### WORK REQUEST
In the records below, find the line that contains "repository f01301393c2a854b" and the line that contains "field's expected format.". Set down exactly those lines and every line between them, and nothing more.

### INFORMATION GIVEN
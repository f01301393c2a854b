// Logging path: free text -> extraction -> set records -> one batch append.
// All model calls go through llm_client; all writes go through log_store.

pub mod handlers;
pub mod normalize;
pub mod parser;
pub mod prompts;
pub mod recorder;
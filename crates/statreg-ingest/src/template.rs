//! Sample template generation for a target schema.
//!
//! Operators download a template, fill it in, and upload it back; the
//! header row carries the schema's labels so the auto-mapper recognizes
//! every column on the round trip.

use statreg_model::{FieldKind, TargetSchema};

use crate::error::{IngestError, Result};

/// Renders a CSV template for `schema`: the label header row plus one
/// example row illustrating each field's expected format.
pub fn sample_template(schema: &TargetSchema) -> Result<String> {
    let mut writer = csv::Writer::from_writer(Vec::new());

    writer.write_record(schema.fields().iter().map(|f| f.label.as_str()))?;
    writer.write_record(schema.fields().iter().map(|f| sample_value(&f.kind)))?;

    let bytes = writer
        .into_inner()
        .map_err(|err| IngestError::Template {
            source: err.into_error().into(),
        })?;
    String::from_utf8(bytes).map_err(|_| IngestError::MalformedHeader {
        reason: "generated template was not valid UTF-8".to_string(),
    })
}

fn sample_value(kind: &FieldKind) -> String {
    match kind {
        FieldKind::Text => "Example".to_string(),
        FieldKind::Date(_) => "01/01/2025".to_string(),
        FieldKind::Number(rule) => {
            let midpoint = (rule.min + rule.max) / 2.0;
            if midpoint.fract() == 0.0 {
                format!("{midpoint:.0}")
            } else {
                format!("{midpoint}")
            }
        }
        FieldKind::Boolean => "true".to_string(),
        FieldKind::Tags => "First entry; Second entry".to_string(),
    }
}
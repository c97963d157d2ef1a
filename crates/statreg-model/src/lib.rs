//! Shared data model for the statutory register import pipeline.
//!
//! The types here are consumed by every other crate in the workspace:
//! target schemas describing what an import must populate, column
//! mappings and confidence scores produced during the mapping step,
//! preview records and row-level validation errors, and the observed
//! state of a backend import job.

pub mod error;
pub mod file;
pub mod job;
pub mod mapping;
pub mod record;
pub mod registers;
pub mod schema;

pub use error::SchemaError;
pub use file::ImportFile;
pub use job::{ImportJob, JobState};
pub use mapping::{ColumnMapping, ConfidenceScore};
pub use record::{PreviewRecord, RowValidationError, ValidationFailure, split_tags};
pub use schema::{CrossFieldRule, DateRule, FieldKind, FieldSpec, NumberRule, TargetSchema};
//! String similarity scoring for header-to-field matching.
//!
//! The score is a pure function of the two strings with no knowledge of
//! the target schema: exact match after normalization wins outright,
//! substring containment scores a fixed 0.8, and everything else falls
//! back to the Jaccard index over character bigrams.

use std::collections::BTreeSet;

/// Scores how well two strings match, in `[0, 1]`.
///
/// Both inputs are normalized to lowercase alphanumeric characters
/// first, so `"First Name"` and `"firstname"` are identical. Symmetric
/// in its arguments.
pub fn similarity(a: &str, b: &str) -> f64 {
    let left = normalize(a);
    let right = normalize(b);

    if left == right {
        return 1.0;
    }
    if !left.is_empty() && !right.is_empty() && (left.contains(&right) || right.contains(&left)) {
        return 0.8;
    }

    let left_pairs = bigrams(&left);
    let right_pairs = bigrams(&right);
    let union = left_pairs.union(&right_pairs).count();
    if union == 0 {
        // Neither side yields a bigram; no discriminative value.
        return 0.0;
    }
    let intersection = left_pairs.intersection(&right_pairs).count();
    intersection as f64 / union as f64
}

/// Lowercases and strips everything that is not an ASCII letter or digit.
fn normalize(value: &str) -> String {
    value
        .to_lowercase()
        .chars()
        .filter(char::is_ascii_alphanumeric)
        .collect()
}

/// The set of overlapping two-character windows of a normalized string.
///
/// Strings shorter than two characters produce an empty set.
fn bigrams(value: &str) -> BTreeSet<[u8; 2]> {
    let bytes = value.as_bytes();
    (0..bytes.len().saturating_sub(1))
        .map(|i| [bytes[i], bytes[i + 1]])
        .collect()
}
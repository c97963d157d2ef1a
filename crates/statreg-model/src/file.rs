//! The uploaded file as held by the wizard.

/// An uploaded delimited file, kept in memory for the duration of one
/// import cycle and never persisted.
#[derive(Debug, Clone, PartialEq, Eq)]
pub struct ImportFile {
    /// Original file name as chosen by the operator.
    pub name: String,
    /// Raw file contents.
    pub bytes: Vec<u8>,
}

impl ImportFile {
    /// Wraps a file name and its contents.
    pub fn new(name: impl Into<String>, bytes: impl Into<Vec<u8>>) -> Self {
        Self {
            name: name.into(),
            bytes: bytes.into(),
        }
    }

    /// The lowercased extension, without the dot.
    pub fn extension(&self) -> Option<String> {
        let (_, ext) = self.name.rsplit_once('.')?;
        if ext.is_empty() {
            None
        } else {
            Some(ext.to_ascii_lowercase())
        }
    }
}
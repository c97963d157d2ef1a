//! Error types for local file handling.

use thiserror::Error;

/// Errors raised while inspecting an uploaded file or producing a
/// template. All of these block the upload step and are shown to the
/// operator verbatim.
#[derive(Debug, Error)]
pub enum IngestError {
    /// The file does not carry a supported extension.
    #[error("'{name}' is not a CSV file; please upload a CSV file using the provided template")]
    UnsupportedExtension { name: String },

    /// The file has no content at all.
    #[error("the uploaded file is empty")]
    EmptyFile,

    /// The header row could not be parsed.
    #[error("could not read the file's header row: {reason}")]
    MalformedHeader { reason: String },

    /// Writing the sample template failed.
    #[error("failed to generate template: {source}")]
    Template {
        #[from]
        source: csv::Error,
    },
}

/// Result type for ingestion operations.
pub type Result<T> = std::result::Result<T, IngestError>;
--
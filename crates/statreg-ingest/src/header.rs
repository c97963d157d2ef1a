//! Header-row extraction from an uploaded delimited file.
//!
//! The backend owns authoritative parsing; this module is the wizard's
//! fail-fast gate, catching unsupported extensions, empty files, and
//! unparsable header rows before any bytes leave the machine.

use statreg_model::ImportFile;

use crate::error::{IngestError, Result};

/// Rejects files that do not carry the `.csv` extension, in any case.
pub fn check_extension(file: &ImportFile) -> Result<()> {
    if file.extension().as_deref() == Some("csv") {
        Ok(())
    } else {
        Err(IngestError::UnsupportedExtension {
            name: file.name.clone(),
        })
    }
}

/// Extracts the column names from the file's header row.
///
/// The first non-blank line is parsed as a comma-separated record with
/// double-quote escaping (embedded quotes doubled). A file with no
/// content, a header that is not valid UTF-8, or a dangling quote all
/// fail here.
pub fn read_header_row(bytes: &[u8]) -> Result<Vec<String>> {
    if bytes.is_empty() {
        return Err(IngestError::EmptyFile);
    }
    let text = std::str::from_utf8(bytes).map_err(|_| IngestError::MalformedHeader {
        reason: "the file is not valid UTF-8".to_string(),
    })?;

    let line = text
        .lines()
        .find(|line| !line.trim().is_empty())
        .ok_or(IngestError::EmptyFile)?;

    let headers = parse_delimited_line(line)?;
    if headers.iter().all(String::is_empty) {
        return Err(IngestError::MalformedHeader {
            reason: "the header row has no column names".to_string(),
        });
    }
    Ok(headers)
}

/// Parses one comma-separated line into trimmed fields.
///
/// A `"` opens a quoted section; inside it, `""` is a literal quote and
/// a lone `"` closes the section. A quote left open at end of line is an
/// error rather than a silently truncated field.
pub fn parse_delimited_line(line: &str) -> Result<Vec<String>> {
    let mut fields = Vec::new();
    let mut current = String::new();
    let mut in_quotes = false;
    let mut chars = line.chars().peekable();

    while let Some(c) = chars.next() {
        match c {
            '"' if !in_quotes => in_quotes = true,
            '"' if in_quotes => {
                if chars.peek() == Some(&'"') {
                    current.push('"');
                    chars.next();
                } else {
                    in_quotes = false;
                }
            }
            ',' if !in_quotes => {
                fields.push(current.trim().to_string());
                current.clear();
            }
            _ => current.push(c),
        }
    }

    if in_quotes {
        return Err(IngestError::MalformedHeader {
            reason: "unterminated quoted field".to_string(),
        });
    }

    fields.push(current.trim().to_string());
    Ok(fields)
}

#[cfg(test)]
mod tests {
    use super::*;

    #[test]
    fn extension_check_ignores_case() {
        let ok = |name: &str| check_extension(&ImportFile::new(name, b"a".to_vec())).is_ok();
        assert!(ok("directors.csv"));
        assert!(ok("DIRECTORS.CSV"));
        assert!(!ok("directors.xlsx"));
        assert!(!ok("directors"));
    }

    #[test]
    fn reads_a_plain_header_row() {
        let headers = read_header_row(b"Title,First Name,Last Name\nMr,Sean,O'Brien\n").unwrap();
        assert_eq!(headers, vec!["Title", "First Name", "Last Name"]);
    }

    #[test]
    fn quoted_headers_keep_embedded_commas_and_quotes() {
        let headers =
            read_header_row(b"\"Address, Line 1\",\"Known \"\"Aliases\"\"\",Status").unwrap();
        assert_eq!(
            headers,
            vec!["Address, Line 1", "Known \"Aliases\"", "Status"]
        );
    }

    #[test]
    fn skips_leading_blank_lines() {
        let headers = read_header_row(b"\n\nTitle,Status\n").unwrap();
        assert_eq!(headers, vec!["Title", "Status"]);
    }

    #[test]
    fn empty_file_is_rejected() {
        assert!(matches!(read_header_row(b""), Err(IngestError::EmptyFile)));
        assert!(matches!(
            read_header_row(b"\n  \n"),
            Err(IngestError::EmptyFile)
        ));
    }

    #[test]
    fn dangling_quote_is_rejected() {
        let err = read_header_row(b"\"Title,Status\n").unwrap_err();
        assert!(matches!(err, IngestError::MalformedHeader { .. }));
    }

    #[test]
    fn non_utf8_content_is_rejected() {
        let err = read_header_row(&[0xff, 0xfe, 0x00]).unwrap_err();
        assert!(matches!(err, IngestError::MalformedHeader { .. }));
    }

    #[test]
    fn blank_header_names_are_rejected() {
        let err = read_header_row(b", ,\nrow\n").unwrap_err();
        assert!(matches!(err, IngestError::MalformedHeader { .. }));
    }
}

### SOLUTION TO THIS TASK
repository f01301393c2a854b
// Logging path: free text -> extraction -> set records -> one batch append.
// All model calls go through llm_client; all writes go through log_store.

pub mod handlers;
pub mod normalize;
pub mod parser;
pub mod prompts;
pub mod recorder;
filename crates/statreg-ingest/src/template.rs
//! Sample template generation for a target schema.
//!
//! Operators download a template, fill it in, and upload it back; the
//! header row carries the schema's labels so the auto-mapper recognizes
//! every column on the round trip.

use statreg_model::{FieldKind, TargetSchema};

use crate::error::{IngestError, Result};

/// Renders a CSV template for `schema`: the label header row plus one
/// example row illustrating each field's expected format.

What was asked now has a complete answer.